- _EXERCISE_: Transcribe the listing word for word. Begin at its first line and end with the line containing "use tokio::sync::Mutex;".

- _RECORDS TO PROCESS_:
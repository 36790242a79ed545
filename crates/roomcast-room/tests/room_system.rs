//! Integration tests for room membership, master election, and routing.

use std::sync::Arc;

use roomcast_protocol::Recipient;
use roomcast_room::{RandomRoomPolicy, RoomConfig, RoomError, RoomManager};
use roomcast_transport::ConnectionId;
use tokio::sync::Mutex;

// =========================================================================
// Helpers
// =========================================================================

fn conn(id: u64) -> ConnectionId {
    ConnectionId::new(id)
}

fn deterministic() -> RoomManager {
    RoomManager::new(RoomConfig {
        random_policy: RandomRoomPolicy::FirstByName,
        ..RoomConfig::default()
    })
}

fn assert_consistent(mgr: &RoomManager) {
    if let Err(e) = mgr.directory().check_invariants() {
        panic!("directory invariant broken: {e}");
    }
}

/// Room `shua` with players A, B, C on connections 1, 2, 3. A is master.
fn room_abc() -> RoomManager {
    let mut mgr = deterministic();
    mgr.create_room(conn(1), "shua", "A").unwrap();
    mgr.join_room(conn(2), "shua", "B").unwrap();
    mgr.join_room(conn(3), "shua", "C").unwrap();
    mgr
}

// =========================================================================
// Create / join
// =========================================================================

#[test]
fn test_create_room_derives_prefix_and_sets_master() {
    let mut mgr = deterministic();
    let info = mgr.create_room(conn(1), "shuashua", "alice").unwrap();

    assert_eq!(info.name, "shua");
    assert_eq!(info.master, "alice");
    assert_eq!(info.player_count, 1);
    assert_eq!(mgr.room_names(), ["shua"]);
    assert_eq!(mgr.room_of(conn(1)).unwrap().name(), "shua");
    assert_consistent(&mgr);
}

#[test]
fn test_second_player_joins_existing_room() {
    let mut mgr = deterministic();
    mgr.create_room(conn(1), "shuashua", "alice").unwrap();
    let info = mgr.join_room(conn(2), "shua", "bob").unwrap();

    assert_eq!(info.name, "shua");
    assert_eq!(info.master, "alice");
    assert_eq!(info.player_count, 2);
    assert_consistent(&mgr);
}

#[test]
fn test_join_missing_room_falls_back_to_create() {
    let mut mgr = deterministic();
    let info = mgr.join_room(conn(1), "lobby", "alice").unwrap();

    assert_eq!(info.name, "lobb");
    assert_eq!(info.master, "alice");
    assert_eq!(mgr.room_count(), 1);
    assert_consistent(&mgr);
}

#[test]
fn test_join_fallback_with_short_name_is_invalid() {
    let mut mgr = deterministic();
    let err = mgr.join_room(conn(1), "ab", "alice").unwrap_err();
    assert!(matches!(err, RoomError::InvalidRequest(_)));
    assert_eq!(mgr.room_count(), 0);
    assert_consistent(&mgr);
}

#[test]
fn test_create_on_taken_name_joins_existing_room() {
    let mut mgr = deterministic();
    mgr.create_room(conn(1), "shuashua", "alice").unwrap();
    let info = mgr.create_room(conn(2), "shuaXYZ", "bob").unwrap();

    assert_eq!(info.name, "shua");
    assert_eq!(info.master, "alice", "existing room must not be replaced");
    assert_eq!(info.player_count, 2);
    assert_eq!(mgr.room_count(), 1);
    assert_consistent(&mgr);
}

#[test]
fn test_duplicate_player_id_is_rejected() {
    let mut mgr = deterministic();
    mgr.create_room(conn(1), "shua", "alice").unwrap();
    let err = mgr.join_room(conn(2), "shua", "alice").unwrap_err();

    assert!(matches!(err, RoomError::DuplicatePlayer { .. }));
    assert_eq!(err.code(), 409);
    assert_eq!(mgr.room("shua").unwrap().player_count(), 1);
    assert!(mgr.room_of(conn(2)).is_none());
    assert_consistent(&mgr);
}

#[test]
fn test_connection_cannot_be_in_two_rooms() {
    let mut mgr = deterministic();
    mgr.create_room(conn(1), "shua", "alice").unwrap();
    let err = mgr.create_room(conn(1), "lobby", "alice").unwrap_err();

    assert!(matches!(err, RoomError::AlreadyInRoom(_, ref room) if room == "shua"));
    assert_eq!(mgr.room_count(), 1);
    assert_consistent(&mgr);
}

#[test]
fn test_join_random_with_no_rooms_creates_default_room() {
    let mut mgr = deterministic();
    let info = mgr.join_random_room(conn(1), "alice").unwrap();
    assert_eq!(info.name, "shua");
    assert_eq!(info.master, "alice");
}

#[test]
fn test_join_random_uses_configured_default_room() {
    let mut mgr = RoomManager::new(RoomConfig {
        default_room_name: "arena".into(),
        ..RoomConfig::default()
    });
    let info = mgr.join_random_room(conn(1), "alice").unwrap();
    assert_eq!(info.name, "aren");
}

#[test]
fn test_join_random_first_by_name_picks_lowest_room() {
    let mut mgr = deterministic();
    mgr.create_room(conn(1), "zulu", "a").unwrap();
    mgr.create_room(conn(2), "alfa", "b").unwrap();

    let info = mgr.join_random_room(conn(3), "c").unwrap();
    assert_eq!(info.name, "alfa");
    assert_eq!(info.player_count, 2);
    assert_consistent(&mgr);
}

#[test]
fn test_join_random_uniform_joins_some_existing_room() {
    let mut mgr = RoomManager::default();
    mgr.create_room(conn(1), "zulu", "a").unwrap();
    mgr.create_room(conn(2), "alfa", "b").unwrap();

    let info = mgr.join_random_room(conn(3), "c").unwrap();
    assert!(info.name == "alfa" || info.name == "zulu");
    assert_eq!(mgr.room_count(), 2);
    assert_consistent(&mgr);
}

// =========================================================================
// Leave / election
// =========================================================================

#[test]
fn test_master_leaving_elects_first_remaining_player() {
    let mut mgr = room_abc();
    let departure = mgr.leave_room(conn(1)).unwrap();

    assert_eq!(departure.player.id, "A");
    assert_eq!(departure.new_master.as_deref(), Some("B"));
    assert!(!departure.room_closed);

    let room = mgr.room("shua").unwrap();
    assert_eq!(room.master_id(), "B");
    assert!(!room.has_player("A"));
    assert_consistent(&mgr);
}

#[test]
fn test_non_master_leaving_keeps_master() {
    let mut mgr = room_abc();
    let departure = mgr.leave_room(conn(2)).unwrap();

    assert_eq!(departure.player.id, "B");
    assert!(departure.new_master.is_none());
    assert_eq!(mgr.room("shua").unwrap().master_id(), "A");
    assert_consistent(&mgr);
}

#[test]
fn test_last_player_leaving_removes_room() {
    let mut mgr = deterministic();
    mgr.create_room(conn(1), "shua", "alice").unwrap();

    let departure = mgr.leave_room(conn(1)).unwrap();
    assert!(departure.room_closed);
    assert!(mgr.room("shua").is_none());
    assert_eq!(mgr.room_count(), 0);
    assert_eq!(mgr.directory().bound_connections(), 0);
}

#[test]
fn test_leaving_twice_is_a_no_op() {
    let mut mgr = room_abc();
    mgr.leave_room(conn(2)).unwrap();

    let err = mgr.leave_room(conn(2)).unwrap_err();
    assert!(matches!(err, RoomError::NotInRoom(_)));

    let room = mgr.room("shua").unwrap();
    assert_eq!(room.player_count(), 2);
    assert_eq!(room.master_id(), "A");
    assert_consistent(&mgr);
}

#[test]
fn test_leave_without_joining_is_not_in_room() {
    let mut mgr = deterministic();
    assert!(matches!(
        mgr.leave_room(conn(42)),
        Err(RoomError::NotInRoom(_))
    ));
}

#[test]
fn test_room_can_be_recreated_after_it_empties() {
    let mut mgr = deterministic();
    mgr.create_room(conn(1), "shua", "alice").unwrap();
    mgr.leave_room(conn(1)).unwrap();

    let info = mgr.create_room(conn(2), "shua", "bob").unwrap();
    assert_eq!(info.master, "bob");
    assert_eq!(info.player_count, 1);
}

#[test]
fn test_successive_master_departures_follow_join_order() {
    let mut mgr = room_abc();
    mgr.leave_room(conn(1)).unwrap();
    let departure = mgr.leave_room(conn(2)).unwrap();
    assert_eq!(departure.new_master.as_deref(), Some("C"));
    assert_eq!(mgr.room("shua").unwrap().master_id(), "C");
    assert_consistent(&mgr);
}

// =========================================================================
// Routing
// =========================================================================

#[test]
fn test_others_excludes_sender() {
    let mgr = room_abc();
    let targets = mgr.router().targets(conn(2), &Recipient::Others);
    assert_eq!(targets, [conn(1), conn(3)]);
}

#[test]
fn test_room_includes_sender() {
    let mgr = room_abc();
    let targets = mgr.router().targets(conn(2), &Recipient::Room);
    assert_eq!(targets, [conn(1), conn(2), conn(3)]);
}

#[test]
fn test_sender_is_only_sender() {
    let mgr = room_abc();
    let targets = mgr.router().targets(conn(3), &Recipient::Sender);
    assert_eq!(targets, [conn(3)]);
}

#[test]
fn test_room_named_reaches_members_after_sender_left() {
    let mut mgr = room_abc();
    mgr.leave_room(conn(1)).unwrap();

    let router = mgr.router();
    assert!(router.targets(conn(1), &Recipient::Room).is_empty());
    assert_eq!(
        router.targets(conn(1), &Recipient::RoomNamed("shua".into())),
        [conn(2), conn(3)]
    );
}

#[test]
fn test_routing_from_roomless_sender_reaches_nobody() {
    let mgr = room_abc();
    let router = mgr.router();
    assert!(router.targets(conn(99), &Recipient::Room).is_empty());
    assert!(router.targets(conn(99), &Recipient::Others).is_empty());
}

#[test]
fn test_rooms_are_isolated() {
    let mut mgr = room_abc();
    mgr.create_room(conn(10), "lobby", "Z").unwrap();

    let targets = mgr.router().targets(conn(10), &Recipient::Room);
    assert_eq!(targets, [conn(10)]);
}

// =========================================================================
// Concurrency
// =========================================================================

#[tokio::test(flavor = "multi_thread", worker_threads = 4)]
async fn test_concurrent_joins_on_one_prefix_create_exactly_one_room() {
    const N: u64 = 32;
    let mgr = Arc::new(Mutex::new(RoomManager::default()));

    let mut tasks = Vec::new();
    for i in 0..N {
        let mgr = Arc::clone(&mgr);
        tasks.push(tokio::spawn(async move {
            // Every name shares the prefix "shua".
            let requested = format!("shua{i}");
            let player = format!("player-{i}");
            mgr.lock().await.join_room(conn(i + 1), &requested, &player)
        }));
    }
    for task in tasks {
        task.await.unwrap().unwrap();
    }

    let mgr = mgr.lock().await;
    assert_eq!(mgr.room_count(), 1);
    let room = mgr.room("shua").unwrap();
    assert_eq!(room.player_count(), N as usize);
    assert!(room.has_player(room.master_id()));
    assert_consistent(&mgr);
}

#[tokio::test(flavor = "multi_thread", worker_threads = 4)]
async fn test_concurrent_joins_and_leaves_keep_invariants() {
    let mgr = Arc::new(Mutex::new(deterministic()));
    mgr.lock().await.create_room(conn(1), "shua", "host").unwrap();

    let mut tasks = Vec::new();
    for i in 2..=40u64 {
        let mgr = Arc::clone(&mgr);
        tasks.push(tokio::spawn(async move {
            let player = format!("p{i}");
            let _ = mgr.lock().await.join_room(conn(i), "shua", &player);
            tokio::task::yield_now().await;
            if i % 2 == 0 {
                let _ = mgr.lock().await.leave_room(conn(i));
            }
            assert_consistent(&*mgr.lock().await);
        }));
    }
    for task in tasks {
        task.await.unwrap();
    }

    let mgr = mgr.lock().await;
    // host + the 20 odd-numbered connections in 3..=39
    assert_eq!(mgr.room("shua").unwrap().player_count(), 20);
    assert_eq!(mgr.room("shua").unwrap().master_id(), "host");
    assert_consistent(&mgr);
}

- _TASK RESPONSE_:
repository 36790242a79ed545
filename crates/roomcast-room/tests/room_system.rs
//! Integration tests for room membership, master election, and routing.

use std::sync::Arc;

use roomcast_protocol::Recipient;
use roomcast_room::{RandomRoomPolicy, RoomConfig, RoomError, RoomManager};
use roomcast_transport::ConnectionId;
use tokio::sync::Mutex;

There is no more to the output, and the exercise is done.